The impressive interior is the result of major restoration in the 1950s. It returned the building to a severe appearance and with harmonious embellishments previously distorted by the sixteenth and seventeenth centuries. The pillars and columns support the many arches that lead to the apse. The plastered roof vaults date from the late fourteenth century renovation of Bishop Stephen from Carrara. The aisles end in a sort of ambulatory, interrupted by the large niche at the top of the apse, where the tabernacle was placed.

The columns and capitals alternate with pillars and stone decorations came from a Roman and Byzantine landfill. Along the walls are thirteenth and fourteenth-century frescoes, from the school of Giotto.
Entering on the left there is a small lapidary. It follows the altar of the Blessed Beatrice D'Este. The altar below shows a shovel with St. Francis of Paola and her miracles, from the church of the Vincentians. Opposite, on the left aisle, altar with very valuable Pietà of Egidio from Wiener Neustadt on the vaults are continuing with Gothic frescoes. Then, holy water font made from an old imperial capital unfinished.

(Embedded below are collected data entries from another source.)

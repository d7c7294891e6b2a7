/*
    Copyright © 2023, ParallelChain Lab
    Licensed under the Apache License, Version 2.0: http://www.apache.org/licenses/LICENSE-2.0
*/

use std::collections::VecDeque;

use crate::types::NodeDescriptor;

/// Bounded, de-duplicating stack of candidates.
///
/// [`next`](Self::next) returns the most recently added candidate; when the queue grows past its bound,
/// the oldest candidate is evicted.
#[derive(Clone, Debug, Default)]
pub(crate) struct CandidateQueue {
    entries: VecDeque<NodeDescriptor>,
}

impl CandidateQueue {
    pub(crate) fn new() -> Self {
        Self::default()
    }

    /// Add `candidate` unless it is already queued. Returns whether it was added.
    pub(crate) fn add(&mut self, candidate: NodeDescriptor, max_size: usize) -> bool {
        if self.contains(&candidate) {
            return false;
        }

        self.entries.push_back(candidate);
        while self.entries.len() > max_size {
            self.entries.pop_front();
        }
        true
    }

    pub(crate) fn next(&mut self) -> Option<NodeDescriptor> {
        self.entries.pop_back()
    }

    pub(crate) fn size(&self) -> usize {
        self.entries.len()
    }

    pub(crate) fn is_empty(&self) -> bool {
        self.entries.is_empty()
    }

    pub(crate) fn contains(&self, candidate: &NodeDescriptor) -> bool {
        self.entries.contains(candidate)
    }

    pub(crate) fn remove(&mut self, candidate: &NodeDescriptor) -> bool {
        match self.entries.iter().position(|entry| entry == candidate) {
            Some(index) => {
                self.entries.remove(index);
                true
            }
            None => false,
        }
    }

    pub(crate) fn clear(&mut self) {
        self.entries.clear()
    }

    /// Iterate from the oldest to the most recently added candidate.
    pub(crate) fn iter(&self) -> impl DoubleEndedIterator<Item = &NodeDescriptor> {
        self.entries.iter()
    }
}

The complex apse is surrounded by niches-seat converging to central niche that bears, on the arch, a fourteenth-century fresco with the Virgin Enthroned with Saints. Hanging over the basin, a fifteenth-century wooden crucifix. Under the presbytery lies the crypt, unfinished. On the opposite there is the tomb of Ludovico Cortusio.

==Miscellaneous==
- Ludovico Cortusio, writer.
- The church preserves the baptismal font used to baptize Livia and Gianvincenzo, sons of Galileo Galilei. It was originally in the church of Santa Caterina.

==Sources==
- Giovambattista Rossetti, description of paintings, sculptures, and architecture of Padova in Padua MDCCLXXX Printing Seminary
- Giannantonio Moschini, Guide for the city of Padua, Atesa.
- AA.VV., Padua basilicas and churches, Blacks Pozza Ed., Vicenza 1975.
- Joseph Toff, The streets of Padua, Newton Compton Ed., Rome 1999, ISBN 9788882890247.
- Joseph Toff, hundred churches Padua disappeared, Editorial Program.